Poor Mexico, so far from God, so close to the United States! 

Part of life?

If the Trump Administration now pursues an economic policy that can no longer be reconciled with the advice of medical experts, in what terms will that policy be justified to the general public? What will the president say about Covid-19 figures as they rise higher and higher? Perhaps he will claim that the figures are falsified. Perhaps he will refuse to comment on them.

Another possibility, however, is that he will start to use a ‘talking point’ borrowed from right-wing figures like radio host Rush Limbaugh, who says that risks are an unavoidable part of life and should just be accepted as such.
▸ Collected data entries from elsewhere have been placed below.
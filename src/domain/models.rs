use crate::domain::constants::{
    AREA_REPORT_FILE, CONFIG_DIR, CONTROL_CONFIG_FILE, CONTROL_SCRIPT_FILE,
    DEFAULT_REQUIRED_TOOLS, LOGS_DIR, PLACE_ROUTE_TOOL, POWER_REPORT_FILE, REPORTS_DIR,
    RESULTS_DIR, SCRIPTS_DIR, SETTINGS_FILE, SYNTHESIS_LOG_FILE, TIMING_REPORT_FILE,
};
use serde::{Deserialize, Serialize};
use std::path::{Path, PathBuf};
use std::time::Duration;

#[derive(Serialize)]
pub struct JsonOut<T: Serialize> {
    pub ok: bool,
    pub data: T,
}

fn default_place_route() -> String {
    PLACE_ROUTE_TOOL.to_string()
}

fn default_required() -> Vec<String> {
    DEFAULT_REQUIRED_TOOLS.iter().map(|t| t.to_string()).collect()
}

fn default_place_route_args() -> Vec<String> {
    vec!["-no_splash".to_string()]
}

fn default_control_config() -> String {
    CONTROL_CONFIG_FILE.to_string()
}

/// Contents of `config/flow.toml`. Every key is optional.
#[derive(Debug, Clone, Deserialize, Default, PartialEq, Eq)]
pub struct FlowSettings {
    #[serde(default)]
    pub tools: ToolSettings,
    #[serde(default)]
    pub flow: FlowSection,
}

#[derive(Debug, Clone, Deserialize, PartialEq, Eq)]
pub struct ToolSettings {
    #[serde(default = "default_place_route")]
    pub place_route: String,
    #[serde(default = "default_required")]
    pub required: Vec<String>,
    #[serde(default = "default_place_route_args")]
    pub place_route_args: Vec<String>,
}

impl Default for ToolSettings {
    fn default() -> Self {
        Self {
            place_route: default_place_route(),
            required: default_required(),
            place_route_args: default_place_route_args(),
        }
    }
}

#[derive(Debug, Clone, Deserialize, PartialEq, Eq)]
pub struct FlowSection {
    /// File name under `config/` sourced by the control script.
    #[serde(default = "default_control_config")]
    pub control_config: String,
}

impl Default for FlowSection {
    fn default() -> Self {
        Self {
            control_config: default_control_config(),
        }
    }
}

/// Fixed directory layout under a project root.
#[derive(Debug, Clone, PartialEq, Eq)]
pub struct ProjectLayout {
    pub root: PathBuf,
    pub results_dir: PathBuf,
    pub reports_dir: PathBuf,
    pub logs_dir: PathBuf,
    pub config_dir: PathBuf,
    pub scripts_dir: PathBuf,
}

impl ProjectLayout {
    pub fn new(root: &Path) -> Self {
        Self {
            root: root.to_path_buf(),
            results_dir: root.join(RESULTS_DIR),
            reports_dir: root.join(REPORTS_DIR),
            logs_dir: root.join(LOGS_DIR),
            config_dir: root.join(CONFIG_DIR),
            scripts_dir: root.join(SCRIPTS_DIR),
        }
    }

    /// Directories that must exist before the tool runs.
    pub fn output_dirs(&self) -> [&Path; 4] {
        [
            self.results_dir.as_path(),
            self.reports_dir.as_path(),
            self.logs_dir.as_path(),
            self.config_dir.as_path(),
        ]
    }

    pub fn settings_file(&self) -> PathBuf {
        self.config_dir.join(SETTINGS_FILE)
    }

    pub fn control_script(&self) -> PathBuf {
        self.scripts_dir.join(CONTROL_SCRIPT_FILE)
    }

    pub fn synthesis_log(&self) -> PathBuf {
        self.logs_dir.join(SYNTHESIS_LOG_FILE)
    }

    pub fn timing_report(&self) -> PathBuf {
        self.reports_dir.join(TIMING_REPORT_FILE)
    }

    pub fn power_report(&self) -> PathBuf {
        self.reports_dir.join(POWER_REPORT_FILE)
    }

    pub fn area_report(&self) -> PathBuf {
        self.reports_dir.join(AREA_REPORT_FILE)
    }
}

#[derive(Debug, Clone, Serialize)]
pub struct PrerequisiteReport {
    pub ok: bool,
    pub missing: Vec<String>,
}

/// Outcome of one place-and-route invocation.
#[derive(Debug, Clone, Serialize)]
pub struct RunResult {
    pub success: bool,
    #[serde(rename = "duration_secs", serialize_with = "as_secs")]
    pub duration: Duration,
    pub log_path: String,
    /// `None` when the process was killed by a signal or never started.
    pub exit_code: Option<i32>,
    /// Set when the script could not be written or the tool could not be launched.
    pub error: Option<String>,
    /// Summary printed after a successful run; reported separately in `FlowReport`.
    #[serde(skip)]
    pub summary: Option<SynthesisSummary>,
}

fn as_secs<S: serde::Serializer>(d: &Duration, s: S) -> Result<S::Ok, S::Error> {
    s.serialize_f64(d.as_secs_f64())
}

/// Heuristic reading of `timing_report.txt`. A slack section says nothing
/// about whether timing closed.
#[derive(Debug, Clone, Copy, PartialEq, Eq, Serialize)]
#[serde(rename_all = "snake_case")]
pub enum TimingStatus {
    Missing,
    SlackSection,
    NoSlackSection,
    Unreadable,
}

#[derive(Debug, Clone, Serialize)]
pub struct KeyFile {
    pub label: String,
    pub path: String,
}

#[derive(Debug, Clone, Serialize)]
pub struct SpecLine {
    pub label: String,
    pub value: String,
}

#[derive(Debug, Clone, Serialize)]
pub struct SynthesisSummary {
    pub timing: TimingStatus,
    pub area_report: bool,
    pub power_report: bool,
    pub results_dir: String,
    pub reports_dir: String,
    pub logs_dir: String,
    pub key_files: Vec<KeyFile>,
    pub gds: Option<String>,
    pub processor: Vec<SpecLine>,
}

#[derive(Debug, Clone, Serialize)]
pub struct FlowReport {
    pub prerequisites: PrerequisiteReport,
    pub run: Option<RunResult>,
    pub summary: Option<SynthesisSummary>,
}

impl FlowReport {
    pub fn ok(&self) -> bool {
        self.prerequisites.ok && self.run.as_ref().is_some_and(|r| r.success)
    }
}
Americans should not allow concern about risks to deter them from doing the things they enjoy. Such caution is contrary to the American spirit.

This attitude has already found official expression in a recent tweet from US Ambassador to Mexico Christopher Landau:
There are risks everywhere, but we don’t all stay at home for fear we are going to get in a car accident.
While this sentiment might appeal to Trump’s core constituency, opinion polls indicate that it is not shared by the majority of American citizens.